"Stability" and "protection" have become the new investment buzzwords, replacing "wireless," "Web" and "high-tech" - words that wrought so much magic a mere three years ago.
Stable-value and principal-protection funds are two fund categories that have garnered tremendous assets over the past three years because of their decent returns - returns that during the bull run would have seemed pathetic but that investors and advisers are now avidly cleaving to since nearly every fund category is down.
Assets in principal-protection funds, which delivered a respectable 3.7% return last year, have skyrocketed since the beginning of the bear market, from $278 million to just under $3.8 billion, according to Lipper of New York. Stable-value funds, by far the bigger category, have increased 52% since the beginning of the bear, from $210 billion to $320 billion according to the Stable Value Investment Association. Over the past 20 years, stable-value funds have returned between 5.6% and 11.9%, according to Hueler Cos.
This stability and safety is what is driving all this sudden interest, said Kristen Adamonis, an analyst with Financial Research Corp. in Boston.
Principal Protection vs. Stable Value
Insurance wrappers are the lynchpin of both principal-protection and stable-value funds, although stable-value funds offer more flexibility since they do not lock up an investor's money for years. They also invest in high-grade fixed income, asset-backed and mortgage-backed securities, with a strategy designed to minimize volatility and maintain a stable net asset value, while principal-protection funds invest in bonds and/or equities.
Available only during an offering period, principal-protection funds promise to return an investor's principal, minus costs, at the end of a five to seven-year guarantee period. Up-front loads on these funds, about a third of which is for the insurance wrapper, can cost as much as 5.75%. Investors may exchange money in a principal-protection fund with other funds in the same family, but will suffer penalties for early withdrawal.
Stable value investments, until recently only offered through 401(k)s but now available to IRA investors through mutual funds, are designed to preserve the value of the principal and all accumulated interest. Defined contribution plans increasingly are offering stable value choices, according to Hewitt Associates, with two-thirds offering stable value.
The Gartmore Morley Capital Accumulation fund, one of the biggest stable value funds and the flagship of Gartmore Morley Financial of Lake Oswego, Ore., has returned 5.08% in the three years ended December 2002, net of fees, , according to the firm. Last year, it returned 2.83% above the Lipper Money Market Index. Its assets have ballooned from $50 million at the beginning of 2002 to just under $400 million, while the firm's overall assets surged from $8.2 billion at the beginning of 2002 $11.5 billion as of March 31, noted Jill Cuniff, managing director and chief investment officer of the firm.

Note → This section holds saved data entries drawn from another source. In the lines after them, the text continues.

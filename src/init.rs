//! Cold-start sequence
//!
//! After power-on the controller may be in 8-bit mode, in 4-bit mode halfway
//! through a byte, or not responding to the busy flag yet. The sequence below
//! forces it into a known state: three 8-bit function set probes with fixed
//! delays, a single-nibble switch to 4-bit mode, and then regular instructions
//! synchronized on the busy flag.
//!
//! ```text
//! LinesConfigured -> ResetPulse1 -> ResetPulse2 -> ResetPulse3 -> ModeSwitch
//!   -> FunctionSet -> CursorHomed -> Cleared -> DisplayOn (ready)
//! ```

/// One step of the cold-start sequence
#[derive(Clone, Copy, Debug, PartialEq, Eq, PartialOrd, Ord)]
pub enum InitStep {
    /// Lines driven to write/instruction with E low, waiting out power-on
    LinesConfigured,
    /// First reset probe (0x3 nibble), followed by at least 4.1ms
    ResetPulse1,
    /// Second reset probe, followed by at least 100us
    ResetPulse2,
    /// Third reset probe, followed by an empirical margin
    ResetPulse3,
    /// 0x2 nibble, the controller is now in 4-bit mode
    ModeSwitch,
    /// Full function set (lines and font) committed
    FunctionSet,
    /// Cursor moved to (0, 0)
    CursorHomed,
    /// Display memory cleared
    Cleared,
    /// Display switched on, the controller is ready
    DisplayOn,
}

impl InitStep {
    /// All steps in execution order
    pub const SEQUENCE: [InitStep; 9] = [
        InitStep::LinesConfigured,
        InitStep::ResetPulse1,
        InitStep::ResetPulse2,
        InitStep::ResetPulse3,
        InitStep::ModeSwitch,
        InitStep::FunctionSet,
        InitStep::CursorHomed,
        InitStep::Cleared,
        InitStep::DisplayOn,
    ];

    /// The step that follows this one, `None` once the display is on
    pub fn next(self) -> Option<InitStep> {
        match self {
            InitStep::LinesConfigured => Some(InitStep::ResetPulse1),
            InitStep::ResetPulse1 => Some(InitStep::ResetPulse2),
            InitStep::ResetPulse2 => Some(InitStep::ResetPulse3),
            InitStep::ResetPulse3 => Some(InitStep::ModeSwitch),
            InitStep::ModeSwitch => Some(InitStep::FunctionSet),
            InitStep::FunctionSet => Some(InitStep::CursorHomed),
            InitStep::CursorHomed => Some(InitStep::Cleared),
            InitStep::Cleared => Some(InitStep::DisplayOn),
            InitStep::DisplayOn => None,
        }
    }

    /// Whether this step completes by polling the busy flag
    ///
    /// The busy flag is not reliable until the controller has been switched
    /// to 4-bit mode, so everything before [`InitStep::FunctionSet`] uses a
    /// fixed delay.
    pub fn uses_busy_flag(self) -> bool {
        self >= InitStep::FunctionSet
    }
}

impl core::fmt::Display for InitStep {
    fn fmt(&self, f: &mut core::fmt::Formatter<'_>) -> core::fmt::Result {
        let name = match self {
            InitStep::LinesConfigured => "lines-configured",
            InitStep::ResetPulse1 => "reset-pulse-1",
            InitStep::ResetPulse2 => "reset-pulse-2",
            InitStep::ResetPulse3 => "reset-pulse-3",
            InitStep::ModeSwitch => "mode-switch-to-4-bit",
            InitStep::FunctionSet => "function-set-committed",
            InitStep::CursorHomed => "cursor-homed",
            InitStep::Cleared => "cleared",
            InitStep::DisplayOn => "display-on",
        };
        f.write_str(name)
    }
}
//! HD44780 instruction encoding
//!
//! This module defines the instruction bytes used to drive the HD44780
//! controller, plus small pure helpers that assemble the parameterized
//! instructions. Instructions are sent with RS low; character codes are
//! sent with RS high.
//!
//! ## Example
//!
//! ```
//! use hd44780_nibble::command;
//! use hd44780_nibble::{Font, Lines};
//!
//! // Column 3 of the second line
//! assert_eq!(command::set_cursor(3, 1), 0xC3);
//!
//! // 4-bit bus, two lines, 5x8 font
//! assert_eq!(command::function_set(Lines::Two, Font::Dots5x8), 0x28);
//! ```

use crate::config::{Font, Lines};

// Instructions

/// Clear display command (0x01)
///
/// Writes spaces into all of DDRAM and homes the cursor. This is one of the
/// slow instructions (up to 1.52ms).
pub const CLEAR_DISPLAY: u8 = 0x01;

/// Display on/off control command base (0x08)
///
/// With no flag bits set this turns the display off.
pub const DISPLAY_CONTROL: u8 = 0x08;

/// Display on bit for [`DISPLAY_CONTROL`]
pub const DISPLAY_ON: u8 = 0x04;

/// Cursor visible bit for [`DISPLAY_CONTROL`]
pub const CURSOR_ON: u8 = 0x02;

/// Cursor blink bit for [`DISPLAY_CONTROL`]
pub const BLINK_ON: u8 = 0x01;

/// Cursor/display shift command base (0x10)
///
/// Moves the cursor one position to the left when no flag bits are set.
pub const CURSOR_SHIFT: u8 = 0x10;

/// Shift to the right bit for [`CURSOR_SHIFT`]
pub const SHIFT_RIGHT: u8 = 0x04;

/// Function set command base (0x20)
///
/// The DL bit (0x10) is never set by this driver: the bus is always 4 bits wide.
pub const FUNCTION_SET: u8 = 0x20;

/// Two display lines bit for [`FUNCTION_SET`]
pub const TWO_LINES: u8 = 0x08;

/// 5x10 dot font bit for [`FUNCTION_SET`]
pub const FONT_5X10: u8 = 0x04;

/// Set DDRAM address command base (0x80)
pub const SET_DDRAM_ADDRESS: u8 = 0x80;

/// Bit position of the row within a DDRAM address
///
/// The second line starts at DDRAM address 0x40.
pub const ROW_SHIFT: u8 = 6;

// Cold-start nibbles, sent as a single transfer while the controller may
// still be in 8-bit mode.

/// Upper nibble of an 8-bit function set, used as the reset probe
pub const RESET_NIBBLE: u8 = 0x3;

/// Upper nibble of a 4-bit function set, switches the bus to 4-bit mode
pub const FOUR_BIT_NIBBLE: u8 = 0x2;

/// Busy flag mask within the high status nibble (DB7 on line D7)
pub const BUSY_FLAG: u8 = 0x08;

/// Direction of a cursor shift
#[derive(Clone, Copy, Debug, PartialEq, Eq)]
pub enum ShiftDirection {
    /// Move the cursor one position to the left
    Left,
    /// Move the cursor one position to the right
    Right,
}

/// Encode a set-cursor instruction
///
/// Produces `0x80 | (row << 6) | col`. Values are not validated: out of range
/// rows and columns are handed to the controller as-is and it interprets them
/// with its own DDRAM addressing rules.
pub fn set_cursor(col: u8, row: u8) -> u8 {
    SET_DDRAM_ADDRESS | (row << ROW_SHIFT) | col
}

/// Encode a display on/off control instruction
pub fn display_control(display: bool, cursor: bool, blink: bool) -> u8 {
    let mut command = DISPLAY_CONTROL;
    if display {
        command |= DISPLAY_ON;
    }
    if cursor {
        command |= CURSOR_ON;
    }
    if blink {
        command |= BLINK_ON;
    }
    command
}

/// Encode a 4-bit function set instruction
pub fn function_set(lines: Lines, font: Font) -> u8 {
    let mut command = FUNCTION_SET;
    if lines == Lines::Two {
        command |= TWO_LINES;
    }
    if font == Font::Dots5x10 {
        command |= FONT_5X10;
    }
    command
}

/// Encode a cursor shift instruction
pub fn cursor_shift(direction: ShiftDirection) -> u8 {
    match direction {
        ShiftDirection::Left => CURSOR_SHIFT,
        ShiftDirection::Right => CURSOR_SHIFT | SHIFT_RIGHT,
    }
}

While most institutional investors have used stable value in defined contribution plans for years, brokers and registered investment advisers recently have been introducing retail fund investors to stable value through IRAs, Cuniff said.
The Scudder PreservationPlus fund, another leading stable-value fund, from Deutsche Asset Management that recently crossed the $1 billion mark, was the first to be available in Individual Retirement Accounts. Interest in stable value is bound to remain high because of the continuing bear market and large number of Baby Boomers reaching retirement, said John Axtell, managing director and head of Deutsche's stable value unit.
Stable value returns of as much as 4% more than money market returns and state 529 plans' interest in offering more stability are also fueling flows, said Aruna Hobbs, director of pension and savings for Aegon Institutional Markets of Louisville, Ky. With more than $37 billion in assets in this category, Aegon is the biggest stable value manager in the nation.
While stable value and principal protection have attracted investors' and advisers' attention, they have also fallen under the radar of the National Association of Securities Dealers and the Securities and Exchange Commission. The NASD recently issued an investor warning against principal-protection funds' higher fees, potentially lower long-term capital gains and required long holding periods (see MFMN 3/28/03). The SEC, meanwhile, is looking into how stable-value funds arrive at their net asset values (see MFMN 3/27/03).
Bryan Portnoy, an analyst with Morningstar of Chicago, thinks the regulators may be onto something, as he maintains these funds are overpriced.
But Gabriel Altbach, vice president of product development at Pioneer Funds, counters that a product that can woo investors off the sidelines back into a mutual fund and give the investor a positive return, is doing both the industry and its customers a service.